There’s no evidence that Sweden’s youngest schoolchildren, who have never had to miss a single day in school because of the COVID pandemic, suffered any drop in their reading skills, a new study suggests.
When the CCP (Chinese Communist Party) virus first hit Sweden, the country’s public health authorities made it clear that daycare centers and primary schools, which serve students in grades 1 through 3, must stay open. Swedish government held on to that policy even after its COVID-19 death rates surpassed those of its Nordic neighbors.
Throughout much of the pandemic, Sweden’s response relied heavily on voluntary cooperation. Instead of imposing face covering and social distancing mandates on schools, it only recommended teachers and students to stay at home if they felt any symptoms of illness.
In a study published in the International Journal of Educational Research, a team of researchers at Stockholm’s Karolinska University analyzed data from 97,073 primary school students across Sweden. The goal was to investigate whether Swedish children suffered any potential learning loss during the 2020-2021 school year.
There is no official national data on student progress in reading during the pandemic because the Swedish government canceled its national tests in 3rd-grade reading and math in 2020, and didn’t require schools to report those test scores in 2021. This prompted the researchers to base their study on data collected from LegiLexi, a popular free-to-use online tool that allows primary school students to test their language skills.
The researchers compared average LegiLexi test scores from the four school years from 2017–2018 to 2020–2021 in two aspects: word decoding and reading comprehension. The result shows that test-takers in the 2020–2021 “pandemic year” performed just as well as those in previous school years in both areas of language.
“We conclude that there is no evidence of a learning loss regarding early reading skills in Swedish primary school students,” the researchers wrote.
This of course doesn’t mean that the CCP virus pandemic didn’t at all negatively affect the reading ability of any individual Swedish child, the researchers noted. But overall, Swedish primary school students’ reading skills did stay at a stable level throughout the pandemic.
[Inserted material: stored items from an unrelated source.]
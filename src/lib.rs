pub mod config;
pub mod graph;
pub mod highlight;
pub mod hooks;
pub mod layout;
pub mod network;
pub mod particles;
pub mod scene;
pub mod theme;

pub use config::{CanvasSize, EngineConfig, LayoutConfig};
pub use graph::{BuildIssue, BuildOutcome, Graph, GraphNode, NodeDeclaration};
pub use highlight::{HighlightMachine, HighlightState, NodeEmphasis};
pub use hooks::{HookId, InteractionHooks};
pub use layout::{NodePositions, radial_layout};
pub use network::{LayeredNetwork, NavigationRequest};
pub use particles::{MAX_LIVE_PARTICLES, Particle, ParticleGenerator};
pub use scene::Scene;
pub use theme::{SharedTokens, ThemeController, ThemePreset, ThemeRegistry, ThemeStore};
“In the light of international studies on reading skills in younger students during the pandemic, we conclude that the decision to keep schools open benefited Swedish primary school students,” they added.
The finding comes amid numerous reports on loss of literacy skills among American children in the aftermath of pandemic lockdowns and widespread school closures.
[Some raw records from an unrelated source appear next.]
use eframe::egui::{Color32, Pos2, pos2};

use crate::theme::ThemeColors;

#[derive(Clone, Copy, Debug, PartialEq, Eq, Hash)]
pub enum Domain {
    Vision,
    Audio,
    Reasoning,
}

impl Domain {
    pub fn label(self) -> &'static str {
        match self {
            Self::Vision => "Vision",
            Self::Audio => "Audio",
            Self::Reasoning => "Reasoning",
        }
    }

    pub fn color(self, colors: &ThemeColors) -> Color32 {
        match self {
            Self::Vision => colors.domain_a,
            Self::Audio => colors.domain_b,
            Self::Reasoning => colors.domain_c,
        }
    }
}

#[derive(Clone, Copy, Debug, PartialEq, Eq)]
pub enum Tier {
    Input,
    Hidden,
    Output,
}

impl Tier {
    pub fn is_interactive(self) -> bool {
        matches!(self, Self::Input | Self::Output)
    }
}

#[derive(Clone, Copy, Debug)]
pub struct NetworkLayer {
    pub id: &'static str,
    pub label: &'static str,
    pub neurons: usize,
    /// Horizontal placement as a percentage of the canvas width.
    pub x_percent: f32,
    pub tier: Tier,
    pub domains: &'static [Domain],
}

const IO_DOMAINS: &[Domain] = &[Domain::Vision, Domain::Audio, Domain::Reasoning];

pub const NETWORK_LAYERS: [NetworkLayer; 5] = [
    NetworkLayer {
        id: "input",
        label: "Input",
        neurons: 3,
        x_percent: 15.0,
        tier: Tier::Input,
        domains: IO_DOMAINS,
    },
    NetworkLayer {
        id: "hidden1",
        label: "Feature Extraction",
        neurons: 5,
        x_percent: 35.0,
        tier: Tier::Hidden,
        domains: &[],
    },
    NetworkLayer {
        id: "hidden2",
        label: "Processing",
        neurons: 4,
        x_percent: 55.0,
        tier: Tier::Hidden,
        domains: &[],
    },
    NetworkLayer {
        id: "hidden3",
        label: "Integration",
        neurons: 3,
        x_percent: 75.0,
        tier: Tier::Hidden,
        domains: &[],
    },
    NetworkLayer {
        id: "output",
        label: "Output",
        neurons: 3,
        x_percent: 95.0,
        tier: Tier::Output,
        domains: IO_DOMAINS,
    },
];

#[derive(Clone, Copy, Debug, PartialEq, Eq, Hash)]
pub struct NeuronRef {
    pub layer: usize,
    pub index: usize,
}

#[derive(Clone, Copy, Debug, PartialEq)]
pub struct Neuron {
    pub id: NeuronRef,
    pub position: Pos2,
    pub tier: Tier,
    pub domain: Option<Domain>,
}

#[derive(Clone, Copy, Debug, PartialEq)]
pub struct NeuronConnection {
    pub from: NeuronRef,
    pub to: NeuronRef,
    /// Domain of the source neuron; hidden sources have none.
    pub domain: Option<Domain>,
    pub delay: usize,
    pub active: bool,
}

#[derive(Clone, Debug, PartialEq, Eq)]
pub struct NavigationRequest {
    pub category: String,
}

impl NavigationRequest {
    pub fn query(&self) -> String {
        format!("category={}", self.category)
    }
}

pub struct LayeredNetwork {
    layers: Vec<NetworkLayer>,
    neurons: Vec<Vec<Neuron>>,
}

impl LayeredNetwork {
    pub fn new(layers: &[NetworkLayer], width: f32, height: f32) -> Self {
        let neurons = layers
            .iter()
            .enumerate()
            .map(|(layer_index, layer)| {
                let spacing = height / (layer.neurons + 1) as f32;
                let x = width * layer.x_percent / 100.0;
                (0..layer.neurons)
                    .map(|index| Neuron {
                        id: NeuronRef {
                            layer: layer_index,
                            index,
                        },
                        position: pos2(x, spacing * (index + 1) as f32),
                        tier: layer.tier,
                        domain: layer.domains.get(index).copied(),
                    })
                    .collect()
            })
            .collect();

        Self {
            layers: layers.to_vec(),
            neurons,
        }
    }

    pub fn standard(width: f32, height: f32) -> Self {
        Self::new(&NETWORK_LAYERS, width, height)
    }

    pub fn layers(&self) -> &[NetworkLayer] {
        &self.layers
    }

    pub fn layer_neurons(&self, layer: usize) -> &[Neuron] {
        self.neurons.get(layer).map(Vec::as_slice).unwrap_or(&[])
    }

    pub fn neurons(&self) -> impl Iterator<Item = &Neuron> {
        self.neurons.iter().flatten()
    }

    pub fn neuron(&self, id: NeuronRef) -> Option<&Neuron> {
        self.neurons.get(id.layer)?.get(id.index)
    }

    pub fn hover_target(&self, id: NeuronRef) -> Option<NeuronRef> {
        self.neuron(id)
            .filter(|neuron| neuron.tier.is_interactive())
            .map(|neuron| neuron.id)
    }

    pub fn connections(&self, hovered: Option<NeuronRef>) -> Vec<NeuronConnection> {
        let mut connections = Vec::new();
        for pair in self.neurons.windows(2) {
            let [current, next] = pair else {
                continue;
            };
            for from in current {
                for to in next {
                    connections.push(NeuronConnection {
                        from: from.id,
                        to: to.id,
                        domain: from.domain,
                        delay: from.id.index + to.id.index,
                        active: hovered == Some(from.id),
                    });
                }
            }
        }
        connections
    }

    pub fn click(&self, id: NeuronRef) -> Option<NavigationRequest> {
        let neuron = self.neuron(id)?;
        if !neuron.tier.is_interactive() {
            return None;
        }
        neuron.domain.map(|domain| NavigationRequest {
            category: domain.label().to_owned(),
        })
    }

    pub fn hit_test(&self, point: Pos2, radius_for: impl Fn(Tier) -> f32) -> Option<NeuronRef> {
        self.neurons()
            .filter_map(|neuron| {
                let distance = neuron.position.distance(point);
                (distance <= radius_for(neuron.tier)).then_some((neuron.id, distance))
            })
            .min_by(|a, b| a.1.total_cmp(&b.1))
            .map(|(id, _)| id)
    }
}

#[cfg(test)]
mod tests {
    use super::*;

    fn network() -> LayeredNetwork {
        LayeredNetwork::standard(700.0, 300.0)
    }

    #[test]
    fn neurons_are_spaced_evenly_within_layers() {
        let network = network();
        let input = network.layer_neurons(0);
        assert_eq!(input.len(), 3);
        assert_eq!(input[0].position, pos2(105.0, 75.0));
        assert_eq!(input[2].position, pos2(105.0, 225.0));

        let hidden = network.layer_neurons(1);
        assert_eq!(hidden.len(), 5);
        assert_eq!(hidden[0].position.y, 50.0);
    }

    #[test]
    fn only_io_neurons_carry_domains() {
        let network = network();
        assert_eq!(network.layer_neurons(0)[1].domain, Some(Domain::Audio));
        assert_eq!(network.layer_neurons(4)[2].domain, Some(Domain::Reasoning));
        assert!(network.layer_neurons(2).iter().all(|n| n.domain.is_none()));
    }

    #[test]
    fn connections_fully_link_adjacent_layers() {
        let connections = network().connections(None);
        assert_eq!(connections.len(), 3 * 5 + 5 * 4 + 4 * 3 + 3 * 3);
        assert!(connections.iter().all(|connection| !connection.active));
    }

    #[test]
    fn hovering_lights_outgoing_connections_only() {
        let hovered = NeuronRef { layer: 0, index: 1 };
        let connections = network().connections(Some(hovered));

        let active = connections
            .iter()
            .filter(|connection| connection.active)
            .collect::<Vec<_>>();
        assert_eq!(active.len(), 5);
        assert!(active.iter().all(|connection| connection.from == hovered));
        assert!(active.iter().all(|c| c.domain == Some(Domain::Audio)));
    }

    #[test]
    fn clicking_io_neurons_requests_navigation() {
        let network = network();
        let request = network.click(NeuronRef { layer: 4, index: 0 });
        assert_eq!(
            request,
            Some(NavigationRequest {
                category: "Vision".to_owned()
            })
        );
        assert_eq!(request.map(|r| r.query()), Some("category=Vision".to_owned()));

        assert_eq!(network.click(NeuronRef { layer: 2, index: 0 }), None);
        assert_eq!(network.click(NeuronRef { layer: 9, index: 0 }), None);
    }

    #[test]
    fn hidden_neurons_are_not_hover_targets() {
        let network = network();
        assert_eq!(network.hover_target(NeuronRef { layer: 1, index: 0 }), None);
        assert!(network.hover_target(NeuronRef { layer: 0, index: 0 }).is_some());
    }

    #[test]
    fn hit_test_picks_the_closest_neuron() {
        let network = network();
        let hit = network.hit_test(pos2(107.0, 76.0), |tier| {
            if tier.is_interactive() { 24.0 } else { 14.0 }
        });
        assert_eq!(hit, Some(NeuronRef { layer: 0, index: 0 }));
        assert_eq!(network.hit_test(pos2(0.0, 0.0), |_| 24.0), None);
    }
}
According to a report (pdf) publish this February by curriculum and testing company Amplify, the percentage of students at highest risk for not learning to read jumped by 8 percent during the pandemic, from 29 percent in the 2019–2020 school year to 37 percent in the 2021–22 school year.
Another study (pdf), conducted by the University of Virginia, found that about 35 percent of Virginia’s children in kindergarten through 2nd grade scored below their expected levels of literacy in the fall of 2021.
“Especially alarming, overall K-2 Fall 2021 scores indicate the highest percentage of students scoring below benchmark at grade-level entry ever observed at the fall assessment,” the study warned.